読み終えて改めて装丁を見てみると、物語の空気そのままでぼくは切なくなります。
深い哀しみや厚い憎しみの連鎖は断ち切ることができないものだろうか。
たとえば「愛」によってそれを断ち切れることができるないのだろうか。
キリスト教による「愛」や、仏教によるところでは、「慈悲」の心を持って。
いつかの時点でそれを止めないと、ずっとずっと負の連鎖が永遠と続くように……。
オカルトのような突拍子もない設定と現実との二重構造の仕掛けがうまく物語を盛り上げています。
主人公が苦悩する生活がリアルだから作者の力量が必要だとつよく感じています。
過去と現在がつながったときの切ない哀しみが、大きな余韻として残る作品です。
◎1956年、埼玉県生まれ。広告制作会社勤務を経て、コピーライターとして独立。97年『オロロ畑でつかまえて』で小説すばる新人賞を受賞し、デビュー。2005年『明日の記憶』で山本周五郎賞、14年『二千七百の夏と冬』で山田風太郎賞を受賞
48P
だから、初めて外回りに出た時は、懲役を終えて刑務所を出所した気分だった。胸に突き刺さる切断音、受話器を叩きつけられる耳をつんざく音、警戒する声、不愉快そうな声、疑念、厭味、説教、罵声、軽蔑、自分が全否定される言葉を浴び続けていると、相手の悪感情がメタンガスのようにためこまれて、体が爆発しそうになる。
189P
男がまた僕の誤りを正す口調で言う。
「偶然などであるものか。ここへ君が来たのも必然。ここに私がいるのも必然。因果というべきか。名品と呼ばれる一匹の金魚が、この世に現れるのと同じこと。
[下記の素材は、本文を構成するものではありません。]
// Copyright (c) 2022, Mysten Labs, Inc.
// SPDX-License-Identifier: Apache-2.0

use thiserror::Error;

use crate::base_types::{SessionId, SlotOrdinal};
use serde::{Deserialize, Serialize};

#[macro_export]
macro_rules! fp_bail {
    ($e:expr) => {
        return Err($e)
    };
}

#[macro_export(local_inner_macros)]
macro_rules! fp_ensure {
    ($cond:expr, $e:expr) => {
        if !($cond) {
            fp_bail!($e);
        }
    };
}

#[derive(Eq, PartialEq, Clone, Debug, Serialize, Deserialize, Error, Hash)]
/// Custom error type for the randomizer core.
pub enum RandomizerError {
    // Condition/factor configuration issues, all fatal at construction time
    #[error("A randomizer must have at least one condition")]
    EmptyConditionSet,
    #[error("Condition {condition} appears more than once in the condition set")]
    DuplicateCondition { condition: String },
    #[error("Factor {factor} must declare at least two levels")]
    FactorLevelArityViolation { factor: String },
    #[error("Factor {factor} declares level {level} more than once")]
    DuplicateFactorLevel { factor: String, level: String },
    #[error("Slot target for condition {condition} must be at least 1")]
    ZeroTarget { condition: String },
    #[error(
        "Total target {total} does not divide evenly over {condition_count} conditions"
    )]
    IndivisibleTarget { total: u32, condition_count: usize },
    #[error("Per-condition targets do not cover the condition set: {error}")]
    TargetConditionMismatch { error: String },
    #[error("Randomizer name and version must be non-empty")]
    EmptyNamespace,

    // Session admission
    #[error("Session {session_id:?} is not eligible to participate")]
    SessionNotEligible { session_id: SessionId },

    // Slot store
    #[error("No slot assignment exists at ordinal {ordinal}")]
    SlotNotFound { ordinal: SlotOrdinal },
    #[error("Slot record could not be serialized: {error}")]
    SlotSerializationError { error: String },
    #[error("Storage error: {error}")]
    StorageError { error: String },
}

pub type RandomizerResult<T = ()> = Result<T, RandomizerError>;
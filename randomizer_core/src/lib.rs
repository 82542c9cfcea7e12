// Copyright (c) 2022, Mysten Labs, Inc.
// SPDX-License-Identifier: Apache-2.0
#![warn(
    future_incompatible,
    nonstandard_style,
    rust_2018_idioms,
    rust_2021_compatibility
)]

pub mod allocator;
pub mod conditions;
pub mod liveness;

pub use allocator::{AssignOutcome, ListRandomizer, PoolStatus, QuotaOutcome, SessionQuota};
pub use conditions::{ConditionSet, Factor, FactorSpace, TargetSpec};
pub use liveness::{SessionLiveness, SessionRegistry};
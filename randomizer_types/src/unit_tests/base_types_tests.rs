// Copyright (c) 2022, Mysten Labs, Inc.
// SPDX-License-Identifier: Apache-2.0

use super::*;
use pretty_assertions::assert_eq;

#[test]
fn test_condition_from_levels() {
    let cond = Condition::from_levels(&["A1", "B2", "C1"]);
    assert_eq!(cond.as_str(), "A1.B2.C1");
    assert_eq!(cond.to_string(), "A1.B2.C1");

    let single = Condition::from_levels(&["only"]);
    assert_eq!(single.as_str(), "only");
}

#[test]
fn test_status_active_phases() {
    assert!(AssignmentStatus::Pending.is_active());
    assert!(AssignmentStatus::Finished.is_active());
    assert!(!AssignmentStatus::Expired.is_active());
}

#[test]
fn test_assignment_ownership() {
    let s1 = SessionId::new("s1");
    let record = SlotAssignment::new_pending(s1.clone(), 42);
    assert_eq!(record.status, AssignmentStatus::Pending);
    assert_eq!(record.created_at, 42);
    assert!(record.is_active());
    assert!(record.is_owned_by(&s1));
    assert!(!record.is_owned_by(&SessionId::new("s2")));
}

#[test]
fn test_scope_display_and_ordering() {
    let scope = SlotScope::new(
        "main_randomizer",
        ExperimentVersion::from("1.0"),
        Condition::new("a"),
    );
    assert_eq!(scope.to_string(), "main_randomizer@1.0/a");

    // Scopes with different versions are distinct keys.
    let bumped = SlotScope::new(
        "main_randomizer",
        ExperimentVersion::from("2.0"),
        Condition::new("a"),
    );
    assert_ne!(scope, bumped);
}

#[test]
fn test_random_session_ids_are_distinct() {
    let a = SessionId::random();
    let b = SessionId::random();
    assert_ne!(a, b);
    assert_eq!(a.as_str().len(), 32);
}

#[test]
fn test_assignment_record_serde_roundtrip() {
    let record = SlotAssignment {
        session_id: SessionId::new("abc"),
        status: AssignmentStatus::Finished,
        created_at: 1_650_000_000_000,
    };
    let json = serde_json::to_string(&record).unwrap();
    let back: SlotAssignment = serde_json::from_str(&json).unwrap();
    assert_eq!(record, back);
}
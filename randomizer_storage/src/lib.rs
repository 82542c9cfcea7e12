// Copyright (c) 2022, Mysten Labs, Inc.
// SPDX-License-Identifier: Apache-2.0
#![warn(
    future_incompatible,
    nonstandard_style,
    rust_2018_idioms,
    rust_2021_compatibility
)]

pub mod mem_store;
pub mod rocks_store;
pub mod slot_store;

pub use mem_store::InMemorySlotStore;
pub use rocks_store::RocksSlotStore;
pub use slot_store::{now_millis, SlotStore};
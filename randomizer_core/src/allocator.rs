// Copyright (c) 2022, Mysten Labs, Inc.
// SPDX-License-Identifier: Apache-2.0

//! Slot allocation over a shared durable store.
//!
//! `SlotPools` runs the identical per-pool logic for any number of pools;
//! `ListRandomizer` is the N-condition case and `SessionQuota` the
//! single-pool case. All state lives in the store, so the engine is usable
//! through a shared reference from any number of request handlers, and
//! repeating a valid `assign` produces no changes and no error.
//!
//! The only mutual exclusion in the design is the store's `try_claim`; a
//! lost claim is a signal to move on, never an error and never a wait.

use std::collections::BTreeMap;
use std::collections::BTreeSet;
use std::sync::Arc;

use rand::seq::SliceRandom;
use tracing::{debug, info, warn};

use randomizer_types::base_types::{
    AssignmentStatus, Condition, ExperimentVersion, SessionId, SlotAssignment, SlotOrdinal,
    SlotScope,
};
use randomizer_types::error::{RandomizerError, RandomizerResult};
use randomizer_types::{fp_bail, fp_ensure};
use randomizer_storage::SlotStore;

use crate::conditions::ConditionSet;
use crate::liveness::SessionLiveness;

#[cfg(test)]
#[path = "unit_tests/allocator_tests.rs"]
mod allocator_tests;

/// Label of the implicit pool used by `SessionQuota`.
const QUOTA_POOL_LABEL: &str = "__pool__";

/// Outcome of a randomizer `assign` call. `Full` is an expected outcome the
/// experiment handles (typically by aborting the session with a message),
/// not an error.
#[derive(Eq, PartialEq, Clone, Debug)]
pub enum AssignOutcome {
    Assigned(Condition),
    Full,
}

impl AssignOutcome {
    pub fn condition(&self) -> Option<&Condition> {
        match self {
            AssignOutcome::Assigned(condition) => Some(condition),
            AssignOutcome::Full => None,
        }
    }

    pub fn is_full(&self) -> bool {
        matches!(self, AssignOutcome::Full)
    }
}

/// Outcome of a quota-controller `assign` call.
#[derive(Eq, PartialEq, Copy, Clone, Debug)]
pub enum QuotaOutcome {
    Granted,
    Full,
}

impl QuotaOutcome {
    pub fn is_full(&self) -> bool {
        matches!(self, QuotaOutcome::Full)
    }
}

/// Monitoring counts for one pool. Derived by scanning current records;
/// eventually consistent under concurrent mutation and never used for
/// allocation decisions.
#[derive(Eq, PartialEq, Clone, Debug)]
pub struct PoolStatus {
    pub condition: Condition,
    pub target: u32,
    pub n_open: u32,
    pub n_pending: u32,
    pub n_finished: u32,
}

/// The shared allocation engine: a set of slot pools in one store
/// namespace, claimed one ordinal at a time.
struct SlotPools {
    namespace: String,
    version: ExperimentVersion,
    pools: Vec<(Condition, u32)>,
    store: Arc<dyn SlotStore>,
    liveness: Arc<dyn SessionLiveness>,
    allowed_sessions: Option<BTreeSet<SessionId>>,
}

impl SlotPools {
    fn new(
        namespace: String,
        version: ExperimentVersion,
        pools: Vec<(Condition, u32)>,
        store: Arc<dyn SlotStore>,
        liveness: Arc<dyn SessionLiveness>,
    ) -> RandomizerResult<Self> {
        fp_ensure!(
            !namespace.is_empty() && !version.as_str().is_empty(),
            RandomizerError::EmptyNamespace
        );
        Ok(Self {
            namespace,
            version,
            pools,
            store,
            liveness,
            allowed_sessions: None,
        })
    }

    fn scope(&self, pool: &Condition) -> SlotScope {
        SlotScope::new(self.namespace.clone(), self.version.clone(), pool.clone())
    }

    fn check_eligible(&self, session_id: &SessionId) -> RandomizerResult {
        if let Some(allowed) = &self.allowed_sessions {
            fp_ensure!(
                allowed.contains(session_id),
                RandomizerError::SessionNotEligible {
                    session_id: session_id.clone(),
                }
            );
        }
        Ok(())
    }

    /// Find the session's own active record, if any. This is what makes
    /// `assign` idempotent across reloads and navigation.
    fn existing_assignment(
        &self,
        session_id: &SessionId,
    ) -> RandomizerResult<Option<(Condition, SlotOrdinal, AssignmentStatus)>> {
        for (condition, _) in &self.pools {
            let scope = self.scope(condition);
            for (ordinal, record) in self.store.read_all(&scope)? {
                if record.is_active() && record.is_owned_by(session_id) {
                    return Ok(Some((condition.clone(), ordinal, record.status)));
                }
            }
        }
        Ok(None)
    }

    /// Expire every `Pending` record in the snapshot whose owner the
    /// liveness oracle reports gone, and drop the freed ordinals from the
    /// snapshot. Losing the expiry CAS just means someone else got there
    /// first; the snapshot keeps the ordinal occupied in that case.
    fn reclaim_stale(
        &self,
        scope: &SlotScope,
        records: &mut BTreeMap<SlotOrdinal, SlotAssignment>,
    ) -> RandomizerResult {
        let stale: Vec<(SlotOrdinal, SessionId)> = records
            .iter()
            .filter(|(_, r)| r.status == AssignmentStatus::Pending)
            .map(|(o, r)| (*o, r.session_id.clone()))
            .collect();
        for (ordinal, owner) in stale {
            if self.liveness.is_expired(&owner)?
                && self.store.mark_expired(scope, ordinal, &owner)?
            {
                debug!(scope = %scope, ordinal, owner = ?owner,
                       "Reclaimed slot from expired session");
                records.remove(&ordinal);
            }
        }
        Ok(())
    }

    /// Assign the session to a slot, or report that every pool is full.
    ///
    /// Pools are visited in a freshly shuffled order so contention does not
    /// systematically favor the first-listed condition. Within a pool the
    /// lowest free ordinal is claimed; a lost claim moves on to the next
    /// pool rather than retrying, which is the documented conservative
    /// policy under heavy races.
    fn assign(&self, session_id: &SessionId) -> RandomizerResult<Option<Condition>> {
        self.check_eligible(session_id)?;

        if let Some((condition, ordinal, status)) = self.existing_assignment(session_id)? {
            debug!(session = ?session_id, condition = %condition, ordinal, status = %status,
                   "Session already holds a slot");
            return Ok(Some(condition));
        }

        let mut order: Vec<usize> = (0..self.pools.len()).collect();
        order.shuffle(&mut rand::thread_rng());

        for index in order {
            let (condition, target) = &self.pools[index];
            let scope = self.scope(condition);

            let mut records: BTreeMap<SlotOrdinal, SlotAssignment> = self
                .store
                .read_all(&scope)?
                .into_iter()
                .filter(|(ordinal, _)| ordinal < target)
                .collect();
            self.reclaim_stale(&scope, &mut records)?;

            let free = (0..*target).find(|ordinal| {
                records
                    .get(ordinal)
                    .map(|r| !r.is_active())
                    .unwrap_or(true)
            });
            let ordinal = match free {
                Some(ordinal) => ordinal,
                // No free ordinal after reclaiming; this pool is full.
                None => continue,
            };

            if self.store.try_claim(&scope, ordinal, session_id)? {
                info!(session = ?session_id, condition = %condition, ordinal,
                      "Assigned session to slot");
                return Ok(Some(condition.clone()));
            }
            // Lost the race for this ordinal; try the next pool.
            debug!(session = ?session_id, condition = %condition, ordinal,
                   "Lost claim race, moving to next condition");
        }

        info!(session = ?session_id, namespace = %self.namespace, "All slot pools are full");
        Ok(None)
    }

    /// Transition the session's own record to `Finished`. A no-op when the
    /// session never received a slot or already finished.
    fn mark_finished(&self, session_id: &SessionId) -> RandomizerResult {
        match self.existing_assignment(session_id)? {
            Some((condition, ordinal, AssignmentStatus::Pending)) => {
                let scope = self.scope(&condition);
                match self.store.mark_finished(&scope, ordinal, session_id) {
                    Ok(()) => Ok(()),
                    // The slot was reclaimed between the scan and the
                    // transition; nothing left to finish.
                    Err(RandomizerError::SlotNotFound { .. }) => {
                        warn!(session = ?session_id, condition = %condition, ordinal,
                              "Slot was reclaimed before the session finished");
                        Ok(())
                    }
                    Err(e) => Err(e),
                }
            }
            _ => Ok(()),
        }
    }

    /// Per-pool counts. A `Pending` record whose owner the oracle reports
    /// expired counts as open, without writing the reclaim.
    fn status(&self) -> RandomizerResult<Vec<PoolStatus>> {
        let mut statuses = Vec::with_capacity(self.pools.len());
        for (condition, target) in &self.pools {
            let scope = self.scope(condition);
            let mut n_pending = 0u32;
            let mut n_finished = 0u32;
            for (ordinal, record) in self.store.read_all(&scope)? {
                if ordinal >= *target {
                    continue;
                }
                match record.status {
                    AssignmentStatus::Pending => {
                        if !self.liveness.is_expired(&record.session_id)? {
                            n_pending += 1;
                        }
                    }
                    AssignmentStatus::Finished => n_finished += 1,
                    AssignmentStatus::Expired => {}
                }
            }
            statuses.push(PoolStatus {
                condition: condition.clone(),
                target: *target,
                n_open: target.saturating_sub(n_pending + n_finished),
                n_pending,
                n_finished,
            });
        }
        Ok(statuses)
    }

    fn is_full(&self) -> RandomizerResult<bool> {
        Ok(self.status()?.iter().all(|s| s.n_open == 0))
    }

    fn all_finished(&self) -> RandomizerResult<bool> {
        Ok(self.status()?.iter().all(|s| s.n_finished == s.target))
    }
}

/// Allocates sessions to experimental conditions from a finite pool of
/// slots, with exact per-condition targets across concurrent, crash-prone
/// sessions sharing one persistent store.
pub struct ListRandomizer {
    pools: SlotPools,
}

impl ListRandomizer {
    pub fn new<N: Into<String>>(
        name: N,
        version: ExperimentVersion,
        conditions: ConditionSet,
        store: Arc<dyn SlotStore>,
        liveness: Arc<dyn SessionLiveness>,
    ) -> RandomizerResult<Self> {
        let pools = conditions
            .iter()
            .map(|(condition, target)| (condition.clone(), target))
            .collect();
        Ok(Self {
            pools: SlotPools::new(name.into(), version, pools, store, liveness)?,
        })
    }

    /// Restrict participation to an explicit set of session ids; any other
    /// session gets `SessionNotEligible` from `assign`.
    pub fn with_allowed_sessions<I: IntoIterator<Item = SessionId>>(mut self, sessions: I) -> Self {
        self.pools.allowed_sessions = Some(sessions.into_iter().collect());
        self
    }

    /// Find or create the session's slot. Idempotent: repeated calls for
    /// the same session return the same condition without re-rolling,
    /// including after the session finished.
    pub fn assign(&self, session_id: &SessionId) -> RandomizerResult<AssignOutcome> {
        Ok(match self.pools.assign(session_id)? {
            Some(condition) => AssignOutcome::Assigned(condition),
            None => AssignOutcome::Full,
        })
    }

    /// Called by the experiment when the session legitimately completes the
    /// randomized portion. No-op if the session never received a slot.
    pub fn mark_finished(&self, session_id: &SessionId) -> RandomizerResult {
        self.pools.mark_finished(session_id)
    }

    pub fn status(&self) -> RandomizerResult<Vec<PoolStatus>> {
        self.pools.status()
    }

    pub fn is_full(&self) -> RandomizerResult<bool> {
        self.pools.is_full()
    }

    pub fn all_finished(&self) -> RandomizerResult<bool> {
        self.pools.all_finished()
    }

    pub fn name(&self) -> &str {
        &self.pools.namespace
    }

    pub fn version(&self) -> &ExperimentVersion {
        &self.pools.version
    }
}

/// Caps the number of participants with a single pool of slots: the same
/// engine as `ListRandomizer` with one implicit condition, so claim and
/// reclaim behavior is identical by construction.
pub struct SessionQuota {
    pools: SlotPools,
}

impl SessionQuota {
    pub fn new<N: Into<String>>(
        name: N,
        version: ExperimentVersion,
        target: u32,
        store: Arc<dyn SlotStore>,
        liveness: Arc<dyn SessionLiveness>,
    ) -> RandomizerResult<Self> {
        if target == 0 {
            fp_bail!(RandomizerError::ZeroTarget {
                condition: QUOTA_POOL_LABEL.to_string(),
            });
        }
        let pools = vec![(Condition::new(QUOTA_POOL_LABEL), target)];
        Ok(Self {
            pools: SlotPools::new(name.into(), version, pools, store, liveness)?,
        })
    }

    pub fn with_allowed_sessions<I: IntoIterator<Item = SessionId>>(mut self, sessions: I) -> Self {
        self.pools.allowed_sessions = Some(sessions.into_iter().collect());
        self
    }

    /// Grant the session one of the pool's slots, or report the quota full.
    /// Idempotent like `ListRandomizer::assign`.
    pub fn assign(&self, session_id: &SessionId) -> RandomizerResult<QuotaOutcome> {
        Ok(match self.pools.assign(session_id)? {
            Some(_) => QuotaOutcome::Granted,
            None => QuotaOutcome::Full,
        })
    }

    pub fn mark_finished(&self, session_id: &SessionId) -> RandomizerResult {
        self.pools.mark_finished(session_id)
    }

    fn pool_status(&self) -> RandomizerResult<PoolStatus> {
        let mut statuses = self.pools.status()?;
        // Constructed with exactly one pool.
        statuses.pop().ok_or(RandomizerError::StorageError {
            error: "quota pool status missing".to_string(),
        })
    }

    pub fn n_open(&self) -> RandomizerResult<u32> {
        Ok(self.pool_status()?.n_open)
    }

    pub fn n_pending(&self) -> RandomizerResult<u32> {
        Ok(self.pool_status()?.n_pending)
    }

    pub fn n_finished(&self) -> RandomizerResult<u32> {
        Ok(self.pool_status()?.n_finished)
    }

    pub fn is_full(&self) -> RandomizerResult<bool> {
        self.pools.is_full()
    }

    pub fn all_finished(&self) -> RandomizerResult<bool> {
        self.pools.all_finished()
    }
}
すべてが必然の積み重ねなのだよ」
「僕のところに彼女が来たことも、偶然ではないと?」
「勿論、すべては繋がっているのだ」
「何が起きているのか、ご存知なら教えてください」
僕は言葉で小男にすがりつく。
「偶然に思えるあらゆるものが、じつは見えない糸で繋がっている。それが因果だ」
「へ?」まるで禅問答だ。もっと具体的な情報がほしい。
「どんな小さなことにも、何気なく選んだ途にも意味がある。それと気づかなければ見逃してしまうすべてのことに」
397P
空が赤く染まっている。海も赤く染まっている。
聞こえるはずのない中国の古い歌が遠くで聴こえた気がした。
黄昏のかりそめの赤は、いつもたちまち消えてしまう。